En tant qu’interprète, Elliott apprécie la façon dont la technologie cartographie le récit à tous les niveaux: «Bien que nous puissions changer tout le récit, en changeant une section, vous avez également tous ces autres choix pour assassiner quelqu’un, pardonner à quelqu’un et le faire physiquement. est assez intéressant parce que c’est vraiment spécifique.

Couch et Armstrong-Smith se demandent s’il est possible que le R + J RMX échoue ou à quoi ressemblerait un échec. Ils équilibrent les désirs de divertir un public et de démontrer le potentiel d’Omelia.

L’ironie est que les questions les plus fascinantes de la nuit nous ramènent à l’itération originale de Shakespeare. Combien de changements seraient nécessaires avant de dire que l’histoire n’est plus celle de Shakespeare? Si la pièce doit rester une tragédie, y a-t-il une conclusion qui n’inclut pas la mort des protagonistes, quel que soit le chemin qu’Omelia emprunte pour y arriver?

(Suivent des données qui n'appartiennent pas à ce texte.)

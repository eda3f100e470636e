use log::debug;
use serde::{Deserialize, Serialize};
use typed_index_collections::TiVec;

use crate::{
    error::{MalformedScheduleError, ProblemError},
    problem::{
        Itinerary, ItineraryOption, Membership, OptionId, Problem, Step, StepId, Time, TrainId,
        Weight, ZoneId,
    },
    schedule::{FixedDurations, Occupation, Schedule, Weights},
};

/// Where `min_t_in` / `min_t_out` come from when building from schedules.
#[derive(Clone, Copy, PartialEq, Eq, Debug, Default, Serialize, Deserialize)]
pub enum TimingSource {
    /// The undisturbed reference timetable.
    #[default]
    Reference,
    /// The observed timetable, for callers that only have the delayed one.
    Delayed,
}

/// A step before it is given an index.
#[derive(Clone, PartialEq, Eq, Debug)]
pub struct StepSpec {
    pub train: TrainId,
    pub zone: ZoneId,
    pub prev: Option<StepId>,
    pub min_t_in: Time,
    pub min_t_out: Time,
    pub min_duration: Time,
    pub is_fixed: bool,
    pub ponderation: Weight,
    pub overlap: Time,
}

impl StepSpec {
    pub fn new(
        train: impl Into<TrainId>,
        zone: impl Into<ZoneId>,
        prev: Option<StepId>,
        min_t_in: Time,
        min_t_out: Time,
        min_duration: Time,
        is_fixed: bool,
    ) -> Self {
        StepSpec {
            train: train.into(),
            zone: zone.into(),
            prev,
            min_t_in,
            min_t_out,
            min_duration,
            is_fixed,
            ponderation: 1,
            overlap: 0,
        }
    }

    pub fn ponderation(mut self, ponderation: Weight) -> Self {
        self.ponderation = ponderation;
        self
    }

    pub fn overlap(mut self, overlap: Time) -> Self {
        self.overlap = overlap;
        self
    }
}

/// Collects steps and itinerary options, then checks them and derives the
/// index tables of a [`Problem`].
#[derive(Clone, Debug)]
pub struct ProblemBuilder {
    nb_zones: usize,
    nb_trains: usize,
    steps: TiVec<StepId, StepSpec>,
    options: TiVec<OptionId, ItineraryOption>,
}

impl ProblemBuilder {
    pub fn new(nb_zones: usize, nb_trains: usize) -> Self {
        ProblemBuilder {
            nb_zones,
            nb_trains,
            steps: TiVec::new(),
            options: TiVec::new(),
        }
    }

    pub fn add_step(&mut self, spec: StepSpec) -> StepId {
        self.steps.push_and_get_key(spec)
    }

    /// Adds a choice between `itineraries`, each given as the steps it
    /// switches on.
    pub fn add_itinerary_option(
        &mut self,
        name: impl Into<String>,
        itineraries: Vec<Vec<StepId>>,
    ) -> OptionId {
        self.options.push_and_get_key(ItineraryOption {
            name: name.into(),
            itineraries: itineraries
                .into_iter()
                .map(|steps| Itinerary { steps })
                .collect(),
        })
    }

    pub fn build(self) -> Result<Problem, ProblemError> {
        let _p = hprof::enter("build problem");
        let ProblemBuilder {
            nb_zones,
            nb_trains,
            steps: specs,
            options,
        } = self;

        let mut zone_steps: TiVec<ZoneId, Vec<StepId>> = vec![Vec::new(); nb_zones].into();
        let mut successors: TiVec<StepId, Vec<StepId>> = vec![Vec::new(); specs.len()].into();

        for (idx, spec) in specs.iter_enumerated() {
            if usize::from(spec.zone) >= nb_zones {
                return Err(ProblemError::ZoneOutOfRange {
                    step: idx,
                    zone: spec.zone,
                    nb_zones,
                });
            }
            if usize::from(spec.train) >= nb_trains {
                return Err(ProblemError::TrainOutOfRange {
                    step: idx,
                    train: spec.train,
                    nb_trains,
                });
            }
            if spec.min_duration < 0 {
                return Err(ProblemError::NegativeDuration {
                    step: idx,
                    duration: spec.min_duration,
                });
            }
            if spec.ponderation < 0 {
                return Err(ProblemError::NegativeWeight {
                    step: idx,
                    weight: spec.ponderation,
                });
            }
            if spec.overlap < 0 {
                return Err(ProblemError::NegativeOverlap {
                    step: idx,
                    overlap: spec.overlap,
                });
            }
            if let Some(prev) = spec.prev {
                let prev_spec = specs.get(prev).ok_or(ProblemError::UnknownStep {
                    step: idx,
                    referenced: prev,
                })?;
                if prev_spec.train != spec.train {
                    return Err(ProblemError::PrevOnOtherTrain { step: idx, prev });
                }
                if prev_spec.zone == spec.zone {
                    return Err(ProblemError::PrevInSameZone { step: idx, prev });
                }
                successors[prev].push(idx);
            }
            zone_steps[spec.zone].push(idx);
        }

        // Chaining must form a forest: walking back from any step reaches a
        // path start within `len` steps.
        for (idx, _) in specs.iter_enumerated() {
            let mut current = idx;
            let mut hops = 0;
            while let Some(prev) = specs[current].prev {
                current = prev;
                hops += 1;
                if hops > specs.len() {
                    return Err(ProblemError::ChainCycle { step: idx });
                }
            }
        }

        let mut membership: TiVec<StepId, Option<Membership>> = vec![None; specs.len()].into();
        for (option_idx, option) in options.iter_enumerated() {
            if option.itineraries.is_empty() {
                return Err(ProblemError::EmptyItineraryOption { option: option_idx });
            }
            for (itinerary_idx, itinerary) in option.itineraries.iter().enumerate() {
                if itinerary.steps.is_empty() {
                    return Err(ProblemError::EmptyItinerary {
                        option: option_idx,
                        itinerary: itinerary_idx,
                    });
                }
                for &step in itinerary.steps.iter() {
                    let slot = membership.get_mut(step).ok_or(ProblemError::UnknownStep {
                        step,
                        referenced: step,
                    })?;
                    if slot.is_some() {
                        return Err(ProblemError::StepInSeveralItineraries { step });
                    }
                    *slot = Some(Membership {
                        option: option_idx,
                        itinerary: itinerary_idx,
                    });
                }
            }
        }

        let steps: TiVec<StepId, Step> = specs
            .into_iter_enumerated()
            .map(|(index, spec)| Step {
                index,
                train: spec.train,
                zone: spec.zone,
                prev: spec.prev,
                next: successors[index].first().copied(),
                min_t_in: spec.min_t_in,
                min_t_out: spec.min_t_out,
                min_duration: spec.min_duration,
                is_fixed: spec.is_fixed,
                ponderation: spec.ponderation,
                overlap: spec.overlap,
            })
            .collect();

        debug!(
            "Built problem with {} steps, {} zones, {} trains, {} itinerary options",
            steps.len(),
            nb_zones,
            nb_trains,
            options.len()
        );

        Ok(Problem {
            nb_zones,
            nb_trains,
            steps,
            options,
            zone_steps,
            successors,
            membership,
        })
    }
}

/// Derives the regulation problem from a reference and a delayed timetable.
///
/// Every train of `reference` contributes one step per zone of its path.
/// Entry and exit bounds come from `timing`, the minimum duration and the
/// overlap with the previous zone from the delayed timetable. Zone and train
/// ids of the problem are those of `reference`.
pub fn steps_from_schedule(
    reference: &Schedule,
    delayed: &Schedule,
    fixed_durations: Option<&FixedDurations>,
    weights: Option<&Weights>,
    timing: TimingSource,
) -> Result<Problem, MalformedScheduleError> {
    let mut builder = ProblemBuilder::new(reference.zones().len(), reference.trains().len());

    for (train_idx, train_name) in reference.trains().iter().enumerate() {
        let train = TrainId::from(train_idx);
        let delayed_train = delayed
            .train_id(train_name)
            .ok_or_else(|| MalformedScheduleError::UnknownTrain {
                train: train_name.clone(),
            })?;

        if reference.occupations(train).is_empty() {
            return Err(MalformedScheduleError::EmptyPath {
                train: train_name.clone(),
            });
        }

        for zone in delayed.path(delayed_train) {
            let name = delayed.zone_name(zone);
            if reference.zone_id(name).is_none() {
                return Err(MalformedScheduleError::ZoneNotInReference {
                    zone: name.to_string(),
                    train: train_name.clone(),
                });
            }
        }

        let delayed_occupation = |zone: ZoneId| -> Result<Occupation, MalformedScheduleError> {
            let zone_name = reference.zone_name(zone);
            let occ = delayed
                .zone_id(zone_name)
                .and_then(|z| delayed.get(z, delayed_train))
                .ok_or_else(|| MalformedScheduleError::MissingOccupation {
                    zone: zone_name.to_string(),
                    train: train_name.clone(),
                    schedule: "delayed",
                })?;
            check_duration(zone_name, train_name, occ)?;
            Ok(occ)
        };

        let mut prev: Option<(StepId, ZoneId)> = None;
        for &(zone, ref_occ) in reference.occupations(train) {
            check_duration(reference.zone_name(zone), train_name, ref_occ)?;
            let delayed_occ = delayed_occupation(zone)?;

            let overlap = match prev {
                Some((_, prev_zone)) => (delayed_occupation(prev_zone)?.end - delayed_occ.start).max(0),
                None => 0,
            };

            let ponderation = weights
                .and_then(|w| w.get(zone, train))
                .copied()
                .unwrap_or(1);
            if ponderation < 0 {
                return Err(MalformedScheduleError::NegativeWeight {
                    zone: reference.zone_name(zone).to_string(),
                    train: train_name.clone(),
                    weight: ponderation,
                });
            }

            let is_fixed = fixed_durations
                .and_then(|f| f.get(zone, train))
                .copied()
                .unwrap_or(false);

            let bounds = match timing {
                TimingSource::Reference => ref_occ,
                TimingSource::Delayed => delayed_occ,
            };

            let spec = StepSpec::new(
                train,
                zone,
                prev.map(|(step, _)| step),
                bounds.start,
                bounds.end,
                delayed_occ.duration(),
                is_fixed,
            )
            .ponderation(ponderation)
            .overlap(overlap);

            let step = builder.add_step(spec);
            prev = Some((step, zone));
        }
    }

    Ok(builder.build()?)
}

fn check_duration(
    zone: &str,
    train: &str,
    occ: Occupation,
) -> Result<(), MalformedScheduleError> {
    if occ.duration() < 0 {
        return Err(MalformedScheduleError::NegativeDuration {
            zone: zone.to_string(),
            train: train.to_string(),
            start: occ.start,
            end: occ.end,
        });
    }
    Ok(())
}
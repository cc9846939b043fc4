//! Validated command issuance.
//!
//! Every command runs the same discipline: an advisory precondition check
//! against the last known snapshot (fast feedback, never trusted), a
//! request-in-flight guard (one outstanding command per section, one
//! finalize per report), the authoritative backend call, and an immediate
//! resynchronization so the local view never trails truth by more than one
//! round trip. The backend's answer is what happened; the advisory check
//! only decides whether asking is worthwhile.

use std::collections::HashSet;
use std::sync::Arc;
use thiserror::Error;
use tokio::sync::Mutex;
use tracing::{warn, Instrument};

use crate::backend::client::ReportBackend;
use crate::backend::errors::BackendError;
use crate::backend::types::{ExportFormat, ReportState, Section};
use crate::telemetry::{create_command_span, generate_correlation_id};
use crate::workflow::reconcile::ReportView;
use crate::workflow::report::{
    can_export, can_finalize, ensure_sections_mutable, ReportGateError,
};
use crate::workflow::section::{
    validate_generate, validate_reset, validate_review, SectionCommandError,
};
use crate::workflow::store::SharedReportView;
use crate::workflow::sync::sync_once;

#[derive(Debug, Error)]
pub enum CommandError {
    /// A prior command's round trip for this section is still outstanding.
    #[error("a command is already in flight for section '{section_id}'")]
    SectionBusy { section_id: String },

    #[error("a finalize request is already in flight")]
    FinalizeBusy,

    /// Local advisory validation failed; the backend was never asked.
    #[error(transparent)]
    Precondition(#[from] SectionCommandError),

    #[error(transparent)]
    Gate(#[from] ReportGateError),

    /// The backend's authoritative answer.
    #[error(transparent)]
    Backend(#[from] BackendError),
}

impl CommandError {
    /// Conflicts mean someone else is already handling it: the caller should
    /// present current truth, not a failure.
    pub fn is_conflict(&self) -> bool {
        matches!(self, CommandError::Backend(e) if e.is_conflict())
            || matches!(
                self,
                CommandError::SectionBusy { .. }
                    | CommandError::FinalizeBusy
                    | CommandError::Precondition(SectionCommandError::AlreadyGenerating { .. })
                    | CommandError::Gate(ReportGateError::FinalizeOutstanding { .. })
            )
    }
}

pub struct ActionOrchestrator {
    backend: Arc<dyn ReportBackend>,
    view: SharedReportView,
    in_flight: Mutex<HashSet<String>>,
    finalize_in_flight: Mutex<bool>,
}

impl ActionOrchestrator {
    pub fn new(backend: Arc<dyn ReportBackend>, view: SharedReportView) -> Self {
        Self {
            backend,
            view,
            in_flight: Mutex::new(HashSet::new()),
            finalize_in_flight: Mutex::new(false),
        }
    }

    /// First fetch on mount/attach. Unlike the polling loop, a failure here
    /// is surfaced: there is no snapshot yet to fall back on.
    pub async fn attach(&self) -> Result<ReportView, CommandError> {
        sync_once(self.backend.as_ref(), &self.view).await?;
        Ok(self.snapshot().await)
    }

    pub async fn snapshot(&self) -> ReportView {
        self.view.read().await.clone()
    }

    /// Create/confirm the report. `confirm = false` probes without creating
    /// persistent state and deliberately skips the resync (there is nothing
    /// new to absorb).
    pub async fn init(&self, confirm: bool) -> Result<ReportState, CommandError> {
        let session_id = self.session_id().await;
        let span = self.command_span("init", None).await;
        async {
            let result = self.backend.init(&session_id, confirm).await;
            if confirm {
                self.resync_after(result.as_ref().err()).await;
            }
            Ok(result?)
        }
        .instrument(span)
        .await
    }

    pub async fn generate(&self, section_id: &str) -> Result<Section, CommandError> {
        let session_id = self.session_id().await;
        let span = self.command_span("generate", Some(section_id)).await;
        async {
            if let Some(state) = self.current_state().await {
                ensure_sections_mutable(&state)?;
                if let Some(section) = state.section(section_id) {
                    validate_generate(section, &state)?;
                }
                // Unknown section locally: the snapshot may be stale, let
                // the backend answer.
            }

            self.with_section_guard(section_id, async {
                let result = self.backend.generate_section(&session_id, section_id).await;
                self.resync_after(result.as_ref().err()).await;
                Ok(result?)
            })
            .await
        }
        .instrument(span)
        .await
    }

    pub async fn submit_review(
        &self,
        section_id: &str,
        accepted: bool,
        feedback: Option<&str>,
    ) -> Result<Section, CommandError> {
        let session_id = self.session_id().await;
        let span = self.command_span("submit_review", Some(section_id)).await;
        async {
            if let Some(state) = self.current_state().await {
                ensure_sections_mutable(&state)?;
                if let Some(section) = state.section(section_id) {
                    validate_review(section, accepted, feedback)?;
                }
            }

            self.with_section_guard(section_id, async {
                let result = self
                    .backend
                    .submit_review(&session_id, section_id, accepted, feedback)
                    .await;
                self.resync_after(result.as_ref().err()).await;
                Ok(result?)
            })
            .await
        }
        .instrument(span)
        .await
    }

    pub async fn reset(&self, section_id: &str, force: bool) -> Result<Section, CommandError> {
        let session_id = self.session_id().await;
        let span = self.command_span("reset", Some(section_id)).await;
        async {
            if let Some(state) = self.current_state().await {
                ensure_sections_mutable(&state)?;
                if let Some(section) = state.section(section_id) {
                    validate_reset(section, force)?;
                }
            }

            self.with_section_guard(section_id, async {
                let result = self
                    .backend
                    .reset_section(&session_id, section_id, force)
                    .await;
                self.resync_after(result.as_ref().err()).await;
                Ok(result?)
            })
            .await
        }
        .instrument(span)
        .await
    }

    pub async fn finalize(&self) -> Result<ReportState, CommandError> {
        let session_id = self.session_id().await;
        let span = self.command_span("finalize", None).await;
        async {
            if let Some(state) = self.current_state().await {
                can_finalize(&state)?;
            }

            {
                let mut busy = self.finalize_in_flight.lock().await;
                if *busy {
                    return Err(CommandError::FinalizeBusy);
                }
                *busy = true;
            }
            let result = self.backend.finalize(&session_id).await;
            self.resync_after(result.as_ref().err()).await;
            *self.finalize_in_flight.lock().await = false;

            Ok(result?)
        }
        .instrument(span)
        .await
    }

    pub async fn export(&self, format: ExportFormat) -> Result<Vec<u8>, CommandError> {
        let session_id = self.session_id().await;
        let span = self.command_span("export", None).await;
        async {
            if let Some(state) = self.current_state().await {
                can_export(&state)?;
            }

            let result = self.backend.export(&session_id, format).await;
            self.resync_after(result.as_ref().err()).await;
            Ok(result?)
        }
        .instrument(span)
        .await
    }

    async fn session_id(&self) -> String {
        self.view.read().await.session_id.clone()
    }

    async fn current_state(&self) -> Option<ReportState> {
        self.view.read().await.state.clone()
    }

    async fn command_span(&self, operation: &str, section_id: Option<&str>) -> tracing::Span {
        let session_id = self.session_id().await;
        create_command_span(
            operation,
            &session_id,
            section_id,
            &generate_correlation_id(),
        )
    }

    /// One outstanding round trip per section. Rapid repeated input gets a
    /// busy error instead of a doubled backend call.
    async fn with_section_guard<T>(
        &self,
        section_id: &str,
        fut: impl std::future::Future<Output = Result<T, CommandError>>,
    ) -> Result<T, CommandError> {
        {
            let mut in_flight = self.in_flight.lock().await;
            if !in_flight.insert(section_id.to_string()) {
                return Err(CommandError::SectionBusy {
                    section_id: section_id.to_string(),
                });
            }
        }
        let result = fut.await;
        self.in_flight.lock().await.remove(section_id);
        result
    }

    /// Resync on success and on every failure that carries information about
    /// current server state. A transport failure is the one case where
    /// re-fetching immediately is pointless: the backend is unreachable.
    async fn resync_after(&self, error: Option<&BackendError>) {
        if matches!(error, Some(BackendError::Transport { .. })) {
            return;
        }
        if let Err(e) = sync_once(self.backend.as_ref(), &self.view).await {
            warn!(error = %e, "post-command resync failed; view may lag one round trip");
        }
    }
}
use anyhow::Result;
use config::{Config, Environment, File};
use serde::{Deserialize, Serialize};
use std::path::Path;

/// Main configuration structure for galley
#[derive(Debug, Clone, Deserialize, Serialize)]
pub struct GalleyConfig {
    /// Report backend connection
    pub backend: BackendConfig,
    /// Synchronization loop tuning
    pub sync: SyncSettings,
    /// Observability settings
    pub observability: ObservabilityConfig,
}

#[derive(Debug, Clone, Deserialize, Serialize)]
pub struct BackendConfig {
    /// Base URL of the research-automation backend
    pub base_url: String,
    /// Bearer token (can be set via env var)
    pub token: Option<String>,
    /// Rate limiting settings
    pub rate_limit: RateLimitConfig,
}

#[derive(Debug, Clone, Deserialize, Serialize)]
pub struct RateLimitConfig {
    /// Sustained requests per second
    pub requests_per_second: u32,
    /// Burst capacity
    pub burst_capacity: u32,
}

#[derive(Debug, Clone, Deserialize, Serialize)]
pub struct SyncSettings {
    /// Base delay between polls while work is outstanding
    pub poll_interval_ms: u64,
    /// Backoff ceiling on consecutive transport failures
    pub max_backoff_ms: u64,
    /// Failures tolerated before the first successful sync escalates
    pub escalation_attempts: u32,
}

#[derive(Debug, Clone, Deserialize, Serialize)]
pub struct ObservabilityConfig {
    /// Log level
    pub log_level: String,
    /// Emit logs as JSON lines
    pub json_logs: bool,
}

impl Default for GalleyConfig {
    fn default() -> Self {
        Self {
            backend: BackendConfig {
                base_url: "http://localhost:8080".to_string(),
                token: None, // Read from env var when absent
                rate_limit: RateLimitConfig {
                    requests_per_second: 5,
                    burst_capacity: 10,
                },
            },
            sync: SyncSettings {
                poll_interval_ms: 2_000,
                max_backoff_ms: 30_000,
                escalation_attempts: 3,
            },
            observability: ObservabilityConfig {
                log_level: "info".to_string(),
                json_logs: true,
            },
        }
    }
}

impl GalleyConfig {
    /// Load configuration from multiple sources with precedence:
    /// 1. Default values
    /// 2. Configuration file (galley.toml)
    /// 3. Environment variables (prefixed with GALLEY_)
    pub fn load() -> Result<Self> {
        let defaults = Config::try_from(&GalleyConfig::default())?;
        let mut builder = Config::builder().add_source(defaults);

        if Path::new("galley.toml").exists() {
            builder = builder.add_source(File::with_name("galley"));
        }

        builder = builder.add_source(
            Environment::with_prefix("GALLEY")
                .separator("_")
                .try_parsing(true),
        );

        let config = builder.build()?;
        let mut galley_config: GalleyConfig = config.try_deserialize()?;

        // Token is usually supplied out-of-band
        if galley_config.backend.token.is_none() {
            if let Ok(token) = std::env::var("GALLEY_BACKEND_TOKEN") {
                galley_config.backend.token = Some(token);
            }
        }

        Ok(galley_config)
    }

    /// Save configuration to file
    pub fn save_to_file<P: AsRef<Path>>(&self, path: P) -> Result<()> {
        let toml_content = toml::to_string_pretty(self)?;
        std::fs::write(path, toml_content)?;
        Ok(())
    }

    /// Load .env file if it exists
    pub fn load_env_file() -> Result<()> {
        if Path::new(".env").exists() {
            dotenvy::dotenv()?;
            tracing::info!("Loaded environment variables from .env file");
        }
        Ok(())
    }
}

/// Global configuration instance
static CONFIG: std::sync::LazyLock<Result<GalleyConfig, anyhow::Error>> =
    std::sync::LazyLock::new(|| {
        let _ = GalleyConfig::load_env_file();
        GalleyConfig::load()
    });

/// Get the global configuration
pub fn config() -> Result<&'static GalleyConfig> {
    CONFIG
        .as_ref()
        .map_err(|e| anyhow::anyhow!("Failed to load configuration: {}", e))
}

/// Initialize configuration (called at startup)
pub fn init_config() -> Result<()> {
    let _config = config()?;
    tracing::info!("Configuration loaded successfully");
    Ok(())
}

R + J RMX, une version «remixée» de Roméo et Juliette, est jouée à l'Opéra de Sydney.
La vision du créateur d’Omelia est que sa technologie donnera la priorité aux valeurs d’un conteur. Photographie: Prudence Upton

Après Covid, le spectacle vivant cherche de nouvelles façons d’engager le public et l’Opéra décrit R + J RMX comme «perturbateur». Mais la rupture technologique n’est pas aussi intéressante que la présentation d’une forme qui met en évidence et renouvelle notre obsession sans fin pour l’histoire – notre besoin, à mesure que la société change, de trouver de nouvelles façons de refléter, d’encapsuler et de décrire cette société. Qui sait si cette impulsion nous conduira vers de nouvelles histoires, ou simplement vers de nouvelles façons de raconter les anciennes?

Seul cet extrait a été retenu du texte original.